How to Cook a Thick Steak on a Gas Grill
- Let the grill get HOT, then oil the grate.
- Place the seasoned rib eye on the hot part of the grill and cover with the lid for 1 1/2 – 2 minutes. Adjust the steak by giving it a quarter turn and cook uncovered for 7 minutes.
- Flip the rib eye over onto a hot, new section of the grill and cook covered for 1 minute. Uncover and cook for 7 minutes more. Check with an instant read thermometer for your desired done-ness. If it’s not done, flip it over and leave it on a little longer. It’s okay to flip it – it will ensure even cooking. rare: 140 degrees, medium: 160 degrees, well: 170 degrees.
- Take the rib eye off of the heat 5 degrees below what you want it to be, as it will continue to cook as it rests.

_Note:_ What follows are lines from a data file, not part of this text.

//! Seed population spawner.
//!
//! Stand-in for the upstream population-generation pipeline: lays a
//! regular grid of candidate positions at `spacing` over each territory,
//! keeps the points inside the territory's polygons, samples occupancy at
//! `1 - empty_ratio`, and assigns race labels over the occupied sample at
//! the demographic ratio. The core crates never depend on this module;
//! they accept ready-made house collections from whatever produced them.

use rand::Rng;
use rand::seq::SliceRandom;
use serde::Deserialize;
use tracing::info;

use enclave_partition::geometry::Polygon;
use enclave_types::{House, Race};

use crate::error::EngineError;

// -----------------------------------------------------------------------
// Configuration
// -----------------------------------------------------------------------

/// One rectangular part of the study region.
#[derive(Debug, Clone, Copy, PartialEq, Deserialize)]
pub struct RegionRect {
    /// Left edge.
    pub min_x: f64,
    /// Bottom edge.
    pub min_y: f64,
    /// Right edge.
    pub max_x: f64,
    /// Top edge.
    pub max_y: f64,
}

/// Configuration for the population spawner, loaded from the `population`
/// section of `enclave-config.yaml`.
#[derive(Debug, Clone, PartialEq, Deserialize)]
pub struct PopulationConfig {
    /// Fraction of generated cells left without an occupant.
    #[serde(default = "default_empty_ratio")]
    pub empty_ratio: f64,

    /// Fraction of occupants assigned the majority label (race 0); the
    /// remainder get race 1.
    #[serde(default = "default_demographic_ratio")]
    pub demographic_ratio: f64,

    /// Rectangular parts making up the study region. Multi-part regions
    /// give the curve-based shape strategies something to order.
    #[serde(default = "default_region")]
    pub region: Vec<RegionRect>,
}

impl PopulationConfig {
    /// Check every value's domain.
    pub fn validate(&self) -> Result<(), EngineError> {
        for (name, value) in [
            ("empty_ratio", self.empty_ratio),
            ("demographic_ratio", self.demographic_ratio),
        ] {
            if !(value.is_finite() && (0.0..=1.0).contains(&value)) {
                return Err(EngineError::Spawner {
                    message: format!("population.{name} must be within [0, 1], got {value}"),
                });
            }
        }
        if self.region.is_empty() {
            return Err(EngineError::Spawner {
                message: String::from("population.region must have at least one part"),
            });
        }
        Ok(())
    }

    /// The region parts as polygons.
    pub fn region_polygons(&self) -> Result<Vec<Polygon>, EngineError> {
        self.region
            .iter()
            .map(|r| {
                Polygon::rectangle(r.min_x, r.min_y, r.max_x, r.max_y).map_err(|source| {
                    EngineError::Spawner {
                        message: format!("invalid region part: {source}"),
                    }
                })
            })
            .collect()
    }
}

impl Default for PopulationConfig {
    fn default() -> Self {
        Self {
            empty_ratio: default_empty_ratio(),
            demographic_ratio: default_demographic_ratio(),
            region: default_region(),
        }
    }
}

const fn default_empty_ratio() -> f64 {
    0.1
}

const fn default_demographic_ratio() -> f64 {
    0.5
}

fn default_region() -> Vec<RegionRect> {
    vec![RegionRect {
        min_x: 0.0,
        min_y: 0.0,
        max_x: 12.0,
        max_y: 8.0,
    }]
}

// -----------------------------------------------------------------------
// Spawning
// -----------------------------------------------------------------------

/// Populate one territory with houses.
///
/// Grid positions are anchored at the floor/ceil of each polygon's
/// bounds, matching how the population the model was calibrated against
/// was generated, so `spacing` keeps its meaning for neighbor discovery.
pub fn populate_territory<R: Rng + ?Sized>(
    pieces: &[Polygon],
    spacing: f64,
    config: &PopulationConfig,
    rng: &mut R,
) -> Result<Vec<House>, EngineError> {
    if !(spacing.is_finite() && spacing > 0.0) {
        return Err(EngineError::Spawner {
            message: format!("spacing must be positive, got {spacing}"),
        });
    }

    let mut positions: Vec<(f64, f64)> = Vec::new();
    for polygon in pieces {
        grid_positions_into(polygon, spacing, &mut positions);
    }

    let occupancy = sampled_mask(positions.len(), 1.0 - config.empty_ratio, rng);
    let occupied_count = occupancy.iter().filter(|o| **o).count();
    let mut minority = sampled_mask(occupied_count, 1.0 - config.demographic_ratio, rng);
    minority.reverse(); // consume with pop() in position order

    let houses: Vec<House> = positions
        .iter()
        .zip(&occupancy)
        .map(|((x, y), occupied)| {
            if *occupied {
                let label = u8::from(minority.pop().unwrap_or(false));
                House::occupied(Race(label), *x, *y)
            } else {
                House::empty(*x, *y)
            }
        })
        .collect();

    info!(
        cells = houses.len(),
        occupied = occupied_count,
        "Territory populated"
    );
    Ok(houses)
}

/// Append the grid positions falling inside one polygon.
#[allow(clippy::cast_possible_truncation, clippy::cast_sign_loss)]
fn grid_positions_into(polygon: &Polygon, spacing: f64, positions: &mut Vec<(f64, f64)>) {
    let bounds = polygon.bounds();
    let start_x = bounds.min_x.floor();
    let stop_x = bounds.max_x.ceil();
    let start_y = bounds.min_y.floor();
    let stop_y = bounds.max_y.ceil();

    let steps_x = (((stop_x - start_x) / spacing).ceil().max(0.0)) as u64;
    let steps_y = (((stop_y - start_y) / spacing).ceil().max(0.0)) as u64;

    for i in 0..steps_x {
        #[allow(clippy::cast_precision_loss)]
        let x = (i as f64).mul_add(spacing, start_x);
        if x >= stop_x {
            break;
        }
        for j in 0..steps_y {
            #[allow(clippy::cast_precision_loss)]
            let y = (j as f64).mul_add(spacing, start_y);
            if y >= stop_y {
                break;
            }
            if polygon.contains(x, y) {
                positions.push((x, y));
            }
        }
    }
}

/// A shuffled boolean mask with `round(size * ratio)` entries set.
#[allow(clippy::cast_possible_truncation, clippy::cast_sign_loss, clippy::cast_precision_loss)]
fn sampled_mask<R: Rng + ?Sized>(size: usize, ratio: f64, rng: &mut R) -> Vec<bool> {
    let set = (((size as f64) * ratio).round().max(0.0) as usize).min(size);
    let mut mask: Vec<bool> = (0..size).map(|i| i < set).collect();
    mask.shuffle(rng);
    mask
}

#[cfg(test)]
#[allow(clippy::unwrap_used)]
mod tests {
    use rand::SeedableRng;
    use rand::rngs::SmallRng;

    use super::*;

    fn square_region() -> PopulationConfig {
        PopulationConfig {
            empty_ratio: 0.2,
            demographic_ratio: 0.5,
            region: vec![RegionRect {
                min_x: 0.0,
                min_y: 0.0,
                max_x: 10.0,
                max_y: 10.0,
            }],
        }
    }

    #[test]
    fn population_fills_the_region_at_spacing() {
        let config = square_region();
        let pieces = config.region_polygons().unwrap();
        let mut rng = SmallRng::seed_from_u64(42);
        let houses = populate_territory(&pieces, 1.0, &config, &mut rng).unwrap();

        // Interior grid positions of a 10x10 square at unit spacing.
        assert!(!houses.is_empty());
        for house in &houses {
            assert!(house.x >= 0.0 && house.x < 10.0);
            assert!(house.y >= 0.0 && house.y < 10.0);
        }
    }

    #[test]
    fn occupancy_tracks_the_empty_ratio() {
        let config = square_region();
        let pieces = config.region_polygons().unwrap();
        let mut rng = SmallRng::seed_from_u64(7);
        let houses = populate_territory(&pieces, 0.5, &config, &mut rng).unwrap();

        let occupied = houses.iter().filter(|h| h.is_occupied()).count();
        let expected = ((houses.len() as f64) * 0.8).round();
        assert!((occupied as f64 - expected).abs() <= 1.0);
    }

    #[test]
    fn both_races_appear_in_a_balanced_population() {
        let config = square_region();
        let pieces = config.region_polygons().unwrap();
        let mut rng = SmallRng::seed_from_u64(11);
        let houses = populate_territory(&pieces, 1.0, &config, &mut rng).unwrap();

        let zeros = houses.iter().filter(|h| h.race == Some(Race(0))).count();
        let ones = houses.iter().filter(|h| h.race == Some(Race(1))).count();
        assert!(zeros > 0 && ones > 0);
        // Balanced demographic ratio keeps the two labels close.
        assert!(zeros.abs_diff(ones) <= 1);
    }

    #[test]
    fn seeded_spawns_are_reproducible() {
        let config = square_region();
        let pieces = config.region_polygons().unwrap();
        let mut rng_a = SmallRng::seed_from_u64(5);
        let mut rng_b = SmallRng::seed_from_u64(5);
        let a = populate_territory(&pieces, 1.0, &config, &mut rng_a).unwrap();
        let b = populate_territory(&pieces, 1.0, &config, &mut rng_b).unwrap();
        assert_eq!(a, b);
    }

    #[test]
    fn invalid_ratios_are_rejected() {
        let mut config = square_region();
        config.empty_ratio = 1.5;
        assert!(config.validate().is_err());
        config.empty_ratio = 0.1;
        config.region.clear();
        assert!(config.validate().is_err());
    }
}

- Let the meat rest for at least 10 minutes (I go 15) before cutting into it. When hot, the juices are runny and run right out of the steak when cut. As it sits, the proteins in the juice begin to cool and thicken (or congeal) a bit, so they want to stay where they are or at the very least are a little slower to escape.
NOW, go grab yourself a steak knife and enjoy yourself a great steak!
Seasoned Texas Rib Eye Steak
- 1 tablespoon oil
Texas Rib Eye Steak Seasoning
- 1 tablespoon granulated garlic
- 1 tablespoon salt
- 1 tablespoon black pepper
- 1/2 teaspoon white pepper
- 1/2 teaspoon thyme
- 1/4 teaspoon ground coriander
- 1/4 teaspoon chipotle powder
- 1/4 teaspoon cayenne pepper
- Pre-heat and clean the grill. Oil the grill grate and wait for the grill to come back up to temperature.
- Look at the picture again. With a sharp knife, remove about two inches of meat from the bone, forming a little handle. Scrape the bone a bit to get the meat off from both sides. Why? It looks cool and there isn't really any meat worth eating there anyway.
- Remove the rib eye at least 30 minutes before you plan to cook it: rub 1 tablespoon of oil on all surfaces of the steak and season all sides with approximately 1 teaspoon of seasoning.
- Put the seasoned rib eye on the grill over direct heat, and cook covered for 1 1/2 - 2 minutes. Uncover, turn the meat 45 degrees and cook uncovered for 7 more minutes. Flip the steak over to a new, hot part of the grill and cook covered for 1 1/2 minutes. Uncover and cook for 7 minutes more. Check the temperature with an instant read thermometer.
- If the temperature has not reached what you want, flip the steak and cook uncovered, 1-2 more minutes per side.
- Remove the rib eye 5 degrees under your desired doneness as it will continue to cook a bit after it has been removed from the grill.
- Let the steak rest for at least 10 minutes before slicing.